In the kindergarten I work at, it is difficult for children to go outside of the box and use the classroom materials for their own exploration and creativity (unless it’s painting or drawing, but even within that there are certain rules such as not drawing on the table/easel).  The reason for this is because the materials we have are specifically designed for a child to use them a certain way. Even simple tasks like cleaning an orange press, we as teachers have these steps to show them.

When things get out of hand, meaning, when the child does not do what we asked or showed them to do, we tend to reprimand them – sometimes with a scowl, or a frown, sometimes changing our voice tonality to match the disapproval or even judging and shouting at them for what they’ve done.

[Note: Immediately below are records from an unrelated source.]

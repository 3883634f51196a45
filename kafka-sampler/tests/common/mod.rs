#![allow(dead_code)]

use std::collections::{BTreeMap, HashMap};
use std::sync::atomic::{AtomicUsize, Ordering};
use std::sync::Arc;
use std::time::Duration;

use async_trait::async_trait;
use axum::body::Body;
use axum::http::{header, Request, Response};
use axum::Router;
use futures::StreamExt;
use rdkafka::error::KafkaError;
use rdkafka::types::RDKafkaErrorCode;
use tokio::sync::mpsc;
use tokio_util::sync::CancellationToken;
use tower::ServiceExt;

use kafka_sampler::config::ListMessagesSettings;
use kafka_sampler::kafka::{ClusterClient, KafkaClientError, MessageStream};
use kafka_sampler::message::TopicMessage;
use kafka_sampler::orchestrator::RequestState;
use kafka_sampler::progress::ChannelTransport;
use kafka_sampler::types::{
    ListMessageRequest, PartitionConsumeRequest, PartitionSelection, StartOffset, StreamEvent,
    Watermark, PHASE_CONSUMING,
};
use kafka_sampler::{create_router, AppState, ListMessagesService};

/// One in-memory partition. Offsets `low..high` hold records whose value is
/// produced by the owning topic's value function.
#[derive(Clone)]
pub struct MockPartition {
    pub id: i32,
    pub low: i64,
    pub high: i64,
    /// Fail the fetch after this many records.
    pub fail_after: Option<usize>,
    /// Records that "arrive" once a live-tail fetch starts.
    pub live: Vec<String>,
}

impl MockPartition {
    pub fn new(id: i32, low: i64, high: i64) -> Self {
        Self {
            id,
            low,
            high,
            fail_after: None,
            live: Vec::new(),
        }
    }

    pub fn fail_after(mut self, records: usize) -> Self {
        self.fail_after = Some(records);
        self
    }

    pub fn with_live(mut self, values: &[&str]) -> Self {
        self.live = values.iter().map(|v| v.to_string()).collect();
        self
    }
}

/// Default record value: `p<partition>-<offset>`.
pub fn default_value(partition: i32, offset: i64) -> String {
    format!("p{partition}-{offset}")
}

pub struct MockCluster {
    topics: HashMap<String, Vec<MockPartition>>,
    value_fn: fn(i32, i64) -> String,
    fail_watermarks: bool,
    healthy: bool,
    calls: AtomicUsize,
}

impl Default for MockCluster {
    fn default() -> Self {
        Self {
            topics: HashMap::new(),
            value_fn: default_value,
            fail_watermarks: false,
            healthy: true,
            calls: AtomicUsize::new(0),
        }
    }
}

impl MockCluster {
    pub fn new() -> Self {
        Self::default()
    }

    pub fn with_topic(mut self, name: &str, partitions: Vec<MockPartition>) -> Self {
        self.topics.insert(name.to_string(), partitions);
        self
    }

    pub fn with_values(mut self, value_fn: fn(i32, i64) -> String) -> Self {
        self.value_fn = value_fn;
        self
    }

    pub fn failing_watermarks(mut self) -> Self {
        self.fail_watermarks = true;
        self
    }

    pub fn unhealthy(mut self) -> Self {
        self.healthy = false;
        self
    }

    /// Number of cluster calls made so far.
    pub fn calls(&self) -> usize {
        self.calls.load(Ordering::SeqCst)
    }

    fn partitions(&self, topic: &str) -> Result<&Vec<MockPartition>, KafkaClientError> {
        self.topics
            .get(topic)
            .ok_or_else(|| KafkaClientError::TopicNotFound(topic.to_string()))
    }

    fn record(&self, partition: i32, offset: i64, value: &str) -> TopicMessage {
        TopicMessage::new(
            partition,
            offset,
            Some(1_700_000_000_000 + offset),
            Some(format!("key-{offset}").as_bytes()),
            Some(value.as_bytes()),
            vec![("source".to_string(), Some(b"mock".to_vec()))],
        )
    }
}

#[async_trait]
impl ClusterClient for MockCluster {
    async fn partition_ids(&self, topic: &str) -> Result<Vec<i32>, KafkaClientError> {
        self.calls.fetch_add(1, Ordering::SeqCst);
        let mut ids: Vec<i32> = self.partitions(topic)?.iter().map(|p| p.id).collect();
        ids.sort_unstable();
        Ok(ids)
    }

    async fn watermarks(
        &self,
        topic: &str,
        partitions: &[i32],
    ) -> Result<BTreeMap<i32, Watermark>, KafkaClientError> {
        self.calls.fetch_add(1, Ordering::SeqCst);
        if self.fail_watermarks {
            return Err(KafkaClientError::Partition {
                operation: "fetch_watermarks",
                partition: partitions.first().copied().unwrap_or_default(),
                source: KafkaError::MetadataFetch(RDKafkaErrorCode::BrokerTransportFailure),
            });
        }

        Ok(self
            .partitions(topic)?
            .iter()
            .filter(|p| partitions.contains(&p.id))
            .map(|p| (p.id, Watermark::new(p.id, p.low, p.high)))
            .collect())
    }

    async fn fetch_messages(
        &self,
        topic: &str,
        request: &PartitionConsumeRequest,
    ) -> Result<MessageStream, KafkaClientError> {
        self.calls.fetch_add(1, Ordering::SeqCst);
        let partition = self
            .partitions(topic)?
            .iter()
            .find(|p| p.id == request.partition_id)
            .cloned()
            .ok_or_else(|| KafkaClientError::TopicNotFound(topic.to_string()))?;

        let mut records: Vec<Result<TopicMessage, KafkaClientError>> = if request.is_live_tail() {
            partition
                .live
                .iter()
                .enumerate()
                .map(|(i, value)| Ok(self.record(partition.id, partition.high + i as i64, value)))
                .collect()
        } else {
            // Like a real broker, the read runs to the end of the log and
            // ignores the planned end offset.
            (request.start_offset.max(partition.low)..partition.high)
                .map(|offset| {
                    let value = (self.value_fn)(partition.id, offset);
                    Ok(self.record(partition.id, offset, &value))
                })
                .collect()
        };

        if let Some(n) = partition.fail_after {
            records.truncate(n);
            records.push(Err(KafkaClientError::Partition {
                operation: "fetch",
                partition: partition.id,
                source: KafkaError::MessageConsumption(RDKafkaErrorCode::BrokerTransportFailure),
            }));
        }

        let stream = futures::stream::iter(records);
        if request.is_live_tail() {
            Ok(stream.chain(futures::stream::pending()).boxed())
        } else {
            Ok(stream.boxed())
        }
    }

    async fn health_check(&self) -> Result<(), KafkaClientError> {
        if self.healthy {
            Ok(())
        } else {
            Err(KafkaClientError::Topic {
                operation: "health_check",
                topic: String::new(),
                source: KafkaError::MetadataFetch(RDKafkaErrorCode::AllBrokersDown),
            })
        }
    }
}

pub fn test_settings() -> ListMessagesSettings {
    ListMessagesSettings {
        timeout: Duration::from_secs(5),
        max_message_count: 500,
        event_channel_capacity: 16,
        progress_interval: Duration::from_millis(20),
    }
}

pub fn request(topic: &str, start_offset: StartOffset, message_count: u16) -> ListMessageRequest {
    ListMessageRequest {
        topic_name: topic.to_string(),
        partition_id: PartitionSelection::All,
        start_offset,
        message_count,
        filter_expression: None,
    }
}

/// Runs one request through the service and collects every event the client
/// would have seen.
pub async fn collect_events(
    service: &ListMessagesService,
    request: ListMessageRequest,
    cancel: CancellationToken,
) -> (RequestState, Vec<StreamEvent>) {
    let (sender, mut receiver) = mpsc::channel(1024);
    let state = service
        .stream_messages(request, ChannelTransport::new(sender), cancel)
        .await;

    let mut events = Vec::new();
    while let Some(event) = receiver.recv().await {
        events.push(event);
    }
    (state, events)
}

pub async fn run(
    cluster: Arc<MockCluster>,
    settings: ListMessagesSettings,
    request: ListMessageRequest,
) -> (RequestState, Vec<StreamEvent>) {
    let service = ListMessagesService::new(cluster, settings);
    collect_events(&service, request, CancellationToken::new()).await
}

/// Exactly one terminal event, and it comes last. No message before the
/// consuming phase.
pub fn assert_well_formed(events: &[StreamEvent]) {
    let terminal: Vec<_> = events.iter().filter(|e| e.is_terminal()).collect();
    assert_eq!(terminal.len(), 1, "expected one terminal event: {events:?}");
    assert!(events.last().is_some_and(StreamEvent::is_terminal));

    let consuming = events
        .iter()
        .position(|e| matches!(e, StreamEvent::Phase { phase } if phase == PHASE_CONSUMING));
    let first_message = events
        .iter()
        .position(|e| matches!(e, StreamEvent::Message { .. }));
    if let Some(first_message) = first_message {
        assert!(consuming.is_some_and(|c| c < first_message));
    }
}

pub fn phases(events: &[StreamEvent]) -> Vec<String> {
    events
        .iter()
        .filter_map(|e| match e {
            StreamEvent::Phase { phase } => Some(phase.clone()),
            _ => None,
        })
        .collect()
}

pub fn messages(events: &[StreamEvent]) -> Vec<&TopicMessage> {
    events
        .iter()
        .filter_map(|e| match e {
            StreamEvent::Message { message } => Some(message.as_ref()),
            _ => None,
        })
        .collect()
}

/// Delivered offsets per partition, in delivery order.
pub fn offsets_by_partition(events: &[StreamEvent]) -> BTreeMap<i32, Vec<i64>> {
    let mut offsets: BTreeMap<i32, Vec<i64>> = BTreeMap::new();
    for message in messages(events) {
        offsets
            .entry(message.partition_id)
            .or_default()
            .push(message.offset);
    }
    offsets
}

pub struct TestHarness {
    pub cluster: Arc<MockCluster>,
    app: Router,
}

impl TestHarness {
    pub fn new(cluster: MockCluster) -> Self {
        let cluster = Arc::new(cluster);
        let state = AppState {
            service: ListMessagesService::new(cluster.clone(), test_settings()),
            event_buffer: 64,
            version: "test".to_string(),
        };

        Self {
            cluster,
            app: create_router(state),
        }
    }

    pub async fn get(&self, uri: &str) -> Response<Body> {
        self.app
            .clone()
            .oneshot(Request::builder().uri(uri).body(Body::empty()).unwrap())
            .await
            .unwrap()
    }

    pub async fn post(&self, uri: &str, body: serde_json::Value) -> Response<Body> {
        self.app
            .clone()
            .oneshot(
                Request::builder()
                    .method("POST")
                    .uri(uri)
                    .header(header::CONTENT_TYPE, "application/json")
                    .body(Body::from(serde_json::to_string(&body).unwrap()))
                    .unwrap(),
            )
            .await
            .unwrap()
    }

    pub async fn body_string(response: Response<Body>) -> String {
        let body = axum::body::to_bytes(response.into_body(), usize::MAX)
            .await
            .unwrap();
        String::from_utf8(body.to_vec()).unwrap()
    }

    pub async fn body_json(response: Response<Body>) -> serde_json::Value {
        serde_json::from_str(&Self::body_string(response).await).unwrap()
    }

    /// The JSON payloads of every SSE `data:` line in the body.
    pub async fn sse_events(response: Response<Body>) -> Vec<serde_json::Value> {
        Self::body_string(response)
            .await
            .lines()
            .filter_map(|line| line.strip_prefix("data:"))
            .map(|data| serde_json::from_str(data.trim()).unwrap())
            .collect()
    }
}
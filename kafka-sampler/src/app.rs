use axum::{extract::State, http::StatusCode, routing::get, routing::post, Router};
use tower_http::trace::TraceLayer;

use crate::handlers::{get_partitions, list_messages_sse, list_messages_ws};
use crate::orchestrator::ListMessagesService;

#[derive(Clone)]
pub struct AppState {
    pub service: ListMessagesService,
    /// Events buffered between a request and a slow SSE client.
    pub event_buffer: usize,
    pub version: String,
}

pub fn create_router(state: AppState) -> Router {
    let api_routes = Router::new()
        .route("/api/topics/:topic/partitions", get(get_partitions))
        .route("/api/topics/:topic/messages", post(list_messages_sse))
        .route("/api/topics/:topic/messages/ws", get(list_messages_ws));

    let health_routes = Router::new()
        .route("/", get(index))
        .route("/_liveness", get(liveness))
        .route("/_readiness", get(readiness));

    Router::new()
        .merge(api_routes)
        .merge(health_routes)
        .layer(TraceLayer::new_for_http())
        .with_state(state)
}

async fn index(State(state): State<AppState>) -> String {
    format!("kafka-sampler {}", state.version)
}

async fn liveness() -> &'static str {
    "ok"
}

async fn readiness(State(state): State<AppState>) -> Result<&'static str, StatusCode> {
    state
        .service
        .client()
        .health_check()
        .await
        .map_err(|_| StatusCode::SERVICE_UNAVAILABLE)?;

    Ok("ok")
}
use metrics::{counter, describe_counter, describe_histogram, histogram};
use metrics_exporter_prometheus::{BuildError, PrometheusBuilder, PrometheusHandle};

pub const REQUESTS_COUNTER: &str = "kafka_sampler_requests_total";
pub const MESSAGES_CONSUMED_COUNTER: &str = "kafka_sampler_messages_consumed_total";
pub const BYTES_CONSUMED_COUNTER: &str = "kafka_sampler_bytes_consumed_total";
pub const PARTITION_ERRORS_COUNTER: &str = "kafka_sampler_partition_errors_total";
pub const REQUEST_DURATION_HISTOGRAM: &str = "kafka_sampler_request_duration_ms";

/// Register all metrics with descriptions
pub fn register_metrics() {
    describe_counter!(
        REQUESTS_COUNTER,
        "List-messages requests, labelled by how they ended"
    );
    describe_counter!(
        MESSAGES_CONSUMED_COUNTER,
        "Records read from Kafka on behalf of clients"
    );
    describe_counter!(
        BYTES_CONSUMED_COUNTER,
        "Bytes of key, value and headers read from Kafka"
    );
    describe_counter!(
        PARTITION_ERRORS_COUNTER,
        "Partition fetches that ended with an error"
    );
    describe_histogram!(
        REQUEST_DURATION_HISTOGRAM,
        "Wall-clock time of list-messages requests"
    );
}

pub fn setup_metrics_recorder() -> Result<PrometheusHandle, BuildError> {
    const BUCKETS: &[f64] = &[
        10.0, 50.0, 100.0, 250.0, 500.0, 1000.0, 2000.0, 5000.0, 10000.0, 20000.0,
    ];

    PrometheusBuilder::new()
        .set_buckets(BUCKETS)?
        .install_recorder()
}

pub fn request_finished(outcome: &'static str, elapsed_ms: f64, messages: i64, bytes: i64) {
    counter!(REQUESTS_COUNTER, "outcome" => outcome).increment(1);
    histogram!(REQUEST_DURATION_HISTOGRAM, "outcome" => outcome).record(elapsed_ms);
    counter!(MESSAGES_CONSUMED_COUNTER).increment(messages.max(0).unsigned_abs());
    counter!(BYTES_CONSUMED_COUNTER).increment(bytes.max(0).unsigned_abs());
}

pub fn partition_error(error_type: &'static str) {
    counter!(PARTITION_ERRORS_COUNTER, "error_type" => error_type).increment(1);
}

But have we ever stepped back and just observed what they did? To see if whether that moment with the child was an expression of their own creativity and going outside the box?

Take for example these real situations that happened in my classroom:

  1. Two boys were washing glasses, and one of the boys decided to put water in his hair. The other boy saw how it changed the shape of the boys hair, so helped shape the hair into a style. Laughing, they played with the boy’s hair.
  2. A child sees himself in a mirror and starts dancing, doing cartwheels, watching himself perform tricks.
  3. A child (instead of washing the juicing equipment) set the equipment up in the sink in a way where when he turns on the water, the water goes through the equipment, creating a new structure for water to go into the sink. He called other children to see his invention.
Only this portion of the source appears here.